▼
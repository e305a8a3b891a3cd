//! Per-provider ordered layer strategy. Each provider adapter has a
//! matching strategy implementing the same sequence of operations, so
//! the orchestrator can drive a mixed multi-cloud deployment by
//! dispatching each layer to whichever provider currently owns it.

use std::collections::BTreeMap;
use std::fs;

use async_trait::async_trait;
use serde::{Deserialize, Serialize};
use serde_json::Value;

use crate::context::DeploymentContext;
use crate::error::Result;
use crate::iac::{self, DefaultIaCCommandRunner};
use crate::providers::ProviderKind;

pub mod aws;
pub mod azure;
pub mod gcp;

/// NotDeployed -> Provisioning -> Provisioned -> PostDeploying -> Ready,
/// with failure transitions to FailedPartial. `destroy_all` completion
/// is terminal back to NotDeployed.
#[derive(Debug, Clone, Copy, PartialEq, Eq, Serialize, Deserialize)]
pub enum LayerState {
    NotDeployed,
    Provisioning,
    Provisioned,
    PostDeploying,
    Ready,
    FailedPartial,
}

#[derive(Debug, Clone, Default, Serialize)]
pub struct LayerInfo {
    pub state: Option<LayerState>,
    pub resources: BTreeMap<String, Value>,
}

impl LayerInfo {
    pub fn ready(resources: BTreeMap<String, Value>) -> Self {
        Self {
            state: Some(LayerState::Ready),
            resources,
        }
    }

    pub fn not_deployed() -> Self {
        Self {
            state: Some(LayerState::NotDeployed),
            resources: BTreeMap::new(),
        }
    }
}

/// Outcome of a `deploy_all`/`destroy_all` run against a single
/// provider's layer sequence.
#[derive(Debug, Clone)]
pub struct RunOutcome {
    pub completed_layers: Vec<&'static str>,
    pub failed_layer: Option<&'static str>,
}

impl RunOutcome {
    pub fn is_success(&self) -> bool {
        self.failed_layer.is_none()
    }
}

/// Resolves the IaC tool the same way the CLI does when no explicit
/// flag is passed: `TWIN2MC_IAC_TOOL` env override, else whichever of
/// `tofu`/`terraform` is on PATH.
fn iac_tool() -> Result<iac::IaCTool> {
    iac::resolve_iac_tool(None, std::env::var("TWIN2MC_IAC_TOOL").ok())
}

/// Runs `init`/`plan`/`apply` for `provider`/`layer`'s generated IaC,
/// the same way `apply.rs`'s deploy path drives `run_iac_plan_apply`,
/// and persists the resulting `LayerState` so `info` can report it
/// honestly afterward.
pub async fn provision_layer(ctx: &mut DeploymentContext, provider: &str, layer: &str) -> Result<()> {
    ctx.set_layer_state(provider, layer, LayerState::Provisioning)?;
    let dir = iac::layer_dir(ctx.project_root(), provider, layer);
    fs::create_dir_all(&dir)?;
    let tool = iac_tool()?;
    match iac::run_iac_plan_apply(&DefaultIaCCommandRunner, tool, &dir) {
        Ok(()) => {
            ctx.set_layer_state(provider, layer, LayerState::Provisioned)?;
            Ok(())
        }
        Err(err) => {
            ctx.set_layer_state(provider, layer, LayerState::FailedPartial)?;
            Err(err)
        }
    }
}

/// Runs `init`/`destroy` for `provider`/`layer`'s generated IaC and
/// records the resulting state, mirroring `provision_layer`'s pairing
/// with `run_iac_destroy` in the teardown path.
pub async fn destroy_layer(ctx: &mut DeploymentContext, provider: &str, layer: &str) -> Result<()> {
    let dir = iac::layer_dir(ctx.project_root(), provider, layer);
    let tool = iac_tool()?;
    match iac::run_iac_destroy(&DefaultIaCCommandRunner, tool, &dir) {
        Ok(()) => {
            ctx.set_layer_state(provider, layer, LayerState::NotDeployed)?;
            Ok(())
        }
        Err(err) => {
            ctx.set_layer_state(provider, layer, LayerState::FailedPartial)?;
            Err(err)
        }
    }
}

/// Runs a post-deploy SDK op and records the layer's final state:
/// `Ready` on success, `FailedPartial` if the op never satisfies after
/// retrying. Call after `provision_layer` succeeds.
pub async fn run_post_deploy(
    ctx: &mut DeploymentContext,
    provider: &str,
    layer: &str,
    op: &dyn crate::postdeploy::PostDeployOp,
) -> Result<()> {
    ctx.set_layer_state(provider, layer, LayerState::PostDeploying)?;
    let policy = ctx.retry_policy().clone();
    match crate::postdeploy::ensure(&policy, op).await {
        Ok(()) => {
            ctx.set_layer_state(provider, layer, LayerState::Ready)?;
            Ok(())
        }
        Err(err) => {
            ctx.set_layer_state(provider, layer, LayerState::FailedPartial)?;
            Err(err)
        }
    }
}

/// Marks a layer `Ready` directly, for layers with IaC provisioning but
/// no post-deploy SDK op to run afterward.
pub fn mark_ready(ctx: &mut DeploymentContext, provider: &str, layer: &str) -> Result<()> {
    ctx.set_layer_state(provider, layer, LayerState::Ready)
}

/// Per-provider ordered deploy/destroy/info surface. `deploy_setup`
/// through `destroy_l0` follow the dependency order in `deploy_all`'s
/// default implementation; individual layers perform their own
/// pre-flight checks (reads only, never mutating) before provisioning.
#[async_trait]
pub trait LayerStrategy: Send + Sync {
    fn provider_kind(&self) -> ProviderKind;

    async fn deploy_setup(&self, ctx: &mut DeploymentContext) -> Result<()>;
    async fn destroy_setup(&self, ctx: &mut DeploymentContext) -> Result<()>;

    /// L0 (glue receivers) is normally deployed centrally by
    /// `glue::deploy_l0` across every provider pair at once; this
    /// per-provider hook exists for symmetry and is a no-op by default.
    async fn deploy_l0(&self, _ctx: &mut DeploymentContext) -> Result<()> {
        Ok(())
    }
    async fn destroy_l0(&self, _ctx: &mut DeploymentContext) -> Result<()> {
        Ok(())
    }
    async fn info_l0(&self, _ctx: &DeploymentContext) -> Result<LayerInfo> {
        Ok(LayerInfo::not_deployed())
    }

    async fn deploy_l1(&self, ctx: &mut DeploymentContext) -> Result<()>;
    async fn destroy_l1(&self, ctx: &mut DeploymentContext) -> Result<()>;
    async fn info_l1(&self, ctx: &DeploymentContext) -> Result<LayerInfo>;

    async fn deploy_l2(&self, ctx: &mut DeploymentContext) -> Result<()>;
    async fn destroy_l2(&self, ctx: &mut DeploymentContext) -> Result<()>;
    async fn info_l2(&self, ctx: &DeploymentContext) -> Result<LayerInfo>;

    async fn deploy_l3_hot(&self, ctx: &mut DeploymentContext) -> Result<()>;
    async fn destroy_l3_hot(&self, ctx: &mut DeploymentContext) -> Result<()>;
    async fn info_l3_hot(&self, ctx: &DeploymentContext) -> Result<LayerInfo>;

    async fn deploy_l3_cold(&self, ctx: &mut DeploymentContext) -> Result<()>;
    async fn destroy_l3_cold(&self, ctx: &mut DeploymentContext) -> Result<()>;
    async fn info_l3_cold(&self, ctx: &DeploymentContext) -> Result<LayerInfo>;

    async fn deploy_l3_archive(&self, ctx: &mut DeploymentContext) -> Result<()>;
    async fn destroy_l3_archive(&self, ctx: &mut DeploymentContext) -> Result<()>;
    async fn info_l3_archive(&self, ctx: &DeploymentContext) -> Result<LayerInfo>;

    async fn deploy_l4(&self, ctx: &mut DeploymentContext) -> Result<()>;
    async fn destroy_l4(&self, ctx: &mut DeploymentContext) -> Result<()>;
    async fn info_l4(&self, ctx: &DeploymentContext) -> Result<LayerInfo>;

    async fn deploy_l5(&self, ctx: &mut DeploymentContext) -> Result<()>;
    async fn destroy_l5(&self, ctx: &mut DeploymentContext) -> Result<()>;
    async fn info_l5(&self, ctx: &DeploymentContext) -> Result<LayerInfo>;

    /// Setup -> L0 -> L1 -> L2 -> L3-Hot -> L3-Cold -> L3-Archive -> L4 -> L5.
    /// Stops at the first failing layer and reports it; the caller is
    /// responsible for following up with `destroy_all`.
    async fn deploy_all(&self, ctx: &mut DeploymentContext) -> RunOutcome {
        let mut completed = Vec::new();
        macro_rules! step {
            ($name:expr, $call:expr) => {
                match $call {
                    Ok(()) => completed.push($name),
                    Err(_) => {
                        return RunOutcome {
                            completed_layers: completed,
                            failed_layer: Some($name),
                        };
                    }
                }
            };
        }
        step!("setup", self.deploy_setup(ctx).await);
        step!("l0", self.deploy_l0(ctx).await);
        step!("l1", self.deploy_l1(ctx).await);
        step!("l2", self.deploy_l2(ctx).await);
        step!("l3_hot", self.deploy_l3_hot(ctx).await);
        step!("l3_cold", self.deploy_l3_cold(ctx).await);
        step!("l3_archive", self.deploy_l3_archive(ctx).await);
        step!("l4", self.deploy_l4(ctx).await);
        step!("l5", self.deploy_l5(ctx).await);
        RunOutcome {
            completed_layers: completed,
            failed_layer: None,
        }
    }

    /// Exact reverse of `deploy_all`, so dependents die before
    /// dependencies. Destruction continues past individual failures so
    /// the fallback cleanup pass (`cleanup::FallbackCleanup`) still gets
    /// a chance at whatever is left.
    async fn destroy_all(&self, ctx: &mut DeploymentContext) -> RunOutcome {
        let mut completed = Vec::new();
        let steps: Vec<(&'static str, _)> = vec![
            ("l5", self.destroy_l5(ctx).await),
            ("l4", self.destroy_l4(ctx).await),
            ("l3_archive", self.destroy_l3_archive(ctx).await),
            ("l3_cold", self.destroy_l3_cold(ctx).await),
            ("l3_hot", self.destroy_l3_hot(ctx).await),
            ("l2", self.destroy_l2(ctx).await),
            ("l1", self.destroy_l1(ctx).await),
            ("l0", self.destroy_l0(ctx).await),
            ("setup", self.destroy_setup(ctx).await),
        ];
        let mut failed_layer = None;
        for (name, result) in steps {
            match result {
                Ok(()) => completed.push(name),
                Err(_) => {
                    failed_layer.get_or_insert(name);
                }
            }
        }
        RunOutcome {
            completed_layers: completed,
            failed_layer,
        }
    }
}

pub fn for_kind(kind: ProviderKind) -> Box<dyn LayerStrategy> {
    match kind {
        ProviderKind::Aws => Box::new(aws::AwsStrategy::new()),
        ProviderKind::Azure => Box::new(azure::AzureStrategy::new()),
        ProviderKind::Gcp => Box::new(gcp::GcpStrategy::new()),
    }
}

#[cfg(test)]
mod tests {
    use super::*;
    use crate::config::{Hierarchy, InterCloudConnections, Mode, OptimizationFlags, TwinConfig};
    use crate::error::DeployerError;

    /// Succeeds through every layer up to (not including) L4, so
    /// `deploy_all` has a deterministic failure point to assert against.
    struct MockStrategy;

    #[async_trait]
    impl LayerStrategy for MockStrategy {
        fn provider_kind(&self) -> ProviderKind {
            ProviderKind::Aws
        }
        async fn deploy_setup(&self, _ctx: &mut DeploymentContext) -> Result<()> {
            Ok(())
        }
        async fn destroy_setup(&self, _ctx: &mut DeploymentContext) -> Result<()> {
            Ok(())
        }
        async fn deploy_l1(&self, _ctx: &mut DeploymentContext) -> Result<()> {
            Ok(())
        }
        async fn destroy_l1(&self, _ctx: &mut DeploymentContext) -> Result<()> {
            Ok(())
        }
        async fn info_l1(&self, _ctx: &DeploymentContext) -> Result<LayerInfo> {
            Ok(LayerInfo::not_deployed())
        }
        async fn deploy_l2(&self, _ctx: &mut DeploymentContext) -> Result<()> {
            Ok(())
        }
        async fn destroy_l2(&self, _ctx: &mut DeploymentContext) -> Result<()> {
            Ok(())
        }
        async fn info_l2(&self, _ctx: &DeploymentContext) -> Result<LayerInfo> {
            Ok(LayerInfo::not_deployed())
        }
        async fn deploy_l3_hot(&self, _ctx: &mut DeploymentContext) -> Result<()> {
            Ok(())
        }
        async fn destroy_l3_hot(&self, _ctx: &mut DeploymentContext) -> Result<()> {
            Ok(())
        }
        async fn info_l3_hot(&self, _ctx: &DeploymentContext) -> Result<LayerInfo> {
            Ok(LayerInfo::not_deployed())
        }
        async fn deploy_l3_cold(&self, _ctx: &mut DeploymentContext) -> Result<()> {
            Ok(())
        }
        async fn destroy_l3_cold(&self, _ctx: &mut DeploymentContext) -> Result<()> {
            Ok(())
        }
        async fn info_l3_cold(&self, _ctx: &DeploymentContext) -> Result<LayerInfo> {
            Ok(LayerInfo::not_deployed())
        }
        async fn deploy_l3_archive(&self, _ctx: &mut DeploymentContext) -> Result<()> {
            Ok(())
        }
        async fn destroy_l3_archive(&self, _ctx: &mut DeploymentContext) -> Result<()> {
            Ok(())
        }
        async fn info_l3_archive(&self, _ctx: &DeploymentContext) -> Result<LayerInfo> {
            Ok(LayerInfo::not_deployed())
        }
        async fn deploy_l4(&self, _ctx: &mut DeploymentContext) -> Result<()> {
            Err(DeployerError::deployment("l4", "aws", "forced failure for ordering test"))
        }
        async fn destroy_l4(&self, _ctx: &mut DeploymentContext) -> Result<()> {
            Ok(())
        }
        async fn info_l4(&self, _ctx: &DeploymentContext) -> Result<LayerInfo> {
            Ok(LayerInfo::not_deployed())
        }
        async fn deploy_l5(&self, _ctx: &mut DeploymentContext) -> Result<()> {
            Ok(())
        }
        async fn destroy_l5(&self, _ctx: &mut DeploymentContext) -> Result<()> {
            Ok(())
        }
        async fn info_l5(&self, _ctx: &DeploymentContext) -> Result<LayerInfo> {
            Ok(LayerInfo::not_deployed())
        }
    }

    fn empty_context() -> (tempfile::TempDir, DeploymentContext) {
        let dir = tempfile::tempdir().unwrap();
        let config = TwinConfig {
            digital_twin_name: "demo".to_string(),
            mode: Mode::Debug,
            hot_storage_days: 30,
            cold_storage_days: 90,
            archive_storage_days: 365,
            iot_devices: Vec::new(),
            events: Vec::new(),
            hierarchy: Hierarchy::None,
            providers: BTreeMap::new(),
            optimization: OptimizationFlags::default(),
            inter_cloud: InterCloudConnections::default(),
        };
        let ctx = DeploymentContext::new("demo", dir.path().to_path_buf(), config, BTreeMap::new(), BTreeMap::new());
        (dir, ctx)
    }

    #[tokio::test]
    async fn deploy_all_stops_at_the_first_failing_layer() {
        let (_dir, mut ctx) = empty_context();
        let outcome = MockStrategy.deploy_all(&mut ctx).await;
        assert_eq!(
            outcome.completed_layers,
            vec!["setup", "l0", "l1", "l2", "l3_hot", "l3_cold", "l3_archive"]
        );
        assert_eq!(outcome.failed_layer, Some("l4"));
        assert!(!outcome.is_success());
    }

    #[tokio::test]
    async fn destroy_all_runs_every_step_in_reverse_even_without_failures() {
        let (_dir, mut ctx) = empty_context();
        let outcome = MockStrategy.destroy_all(&mut ctx).await;
        assert_eq!(
            outcome.completed_layers,
            vec!["l5", "l4", "l3_archive", "l3_cold", "l3_hot", "l2", "l1", "l0", "setup"]
        );
        assert!(outcome.is_success());
    }
}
▲
The task
Give back, word for word, only the lines above from the line holding "async fn deploy_l2(&self, ctx: &mut" to the line holding "async fn destroy_l4(&self, ctx: &mut", both included.

Answer to the exercise
    async fn deploy_l2(&self, ctx: &mut DeploymentContext) -> Result<()>;
    async fn destroy_l2(&self, ctx: &mut DeploymentContext) -> Result<()>;
    async fn info_l2(&self, ctx: &DeploymentContext) -> Result<LayerInfo>;

    async fn deploy_l3_hot(&self, ctx: &mut DeploymentContext) -> Result<()>;
    async fn destroy_l3_hot(&self, ctx: &mut DeploymentContext) -> Result<()>;
    async fn info_l3_hot(&self, ctx: &DeploymentContext) -> Result<LayerInfo>;

    async fn deploy_l3_cold(&self, ctx: &mut DeploymentContext) -> Result<()>;
    async fn destroy_l3_cold(&self, ctx: &mut DeploymentContext) -> Result<()>;
    async fn info_l3_cold(&self, ctx: &DeploymentContext) -> Result<LayerInfo>;

    async fn deploy_l3_archive(&self, ctx: &mut DeploymentContext) -> Result<()>;
    async fn destroy_l3_archive(&self, ctx: &mut DeploymentContext) -> Result<()>;
    async fn info_l3_archive(&self, ctx: &DeploymentContext) -> Result<LayerInfo>;

    async fn deploy_l4(&self, ctx: &mut DeploymentContext) -> Result<()>;
    async fn destroy_l4(&self, ctx: &mut DeploymentContext) -> Result<()>;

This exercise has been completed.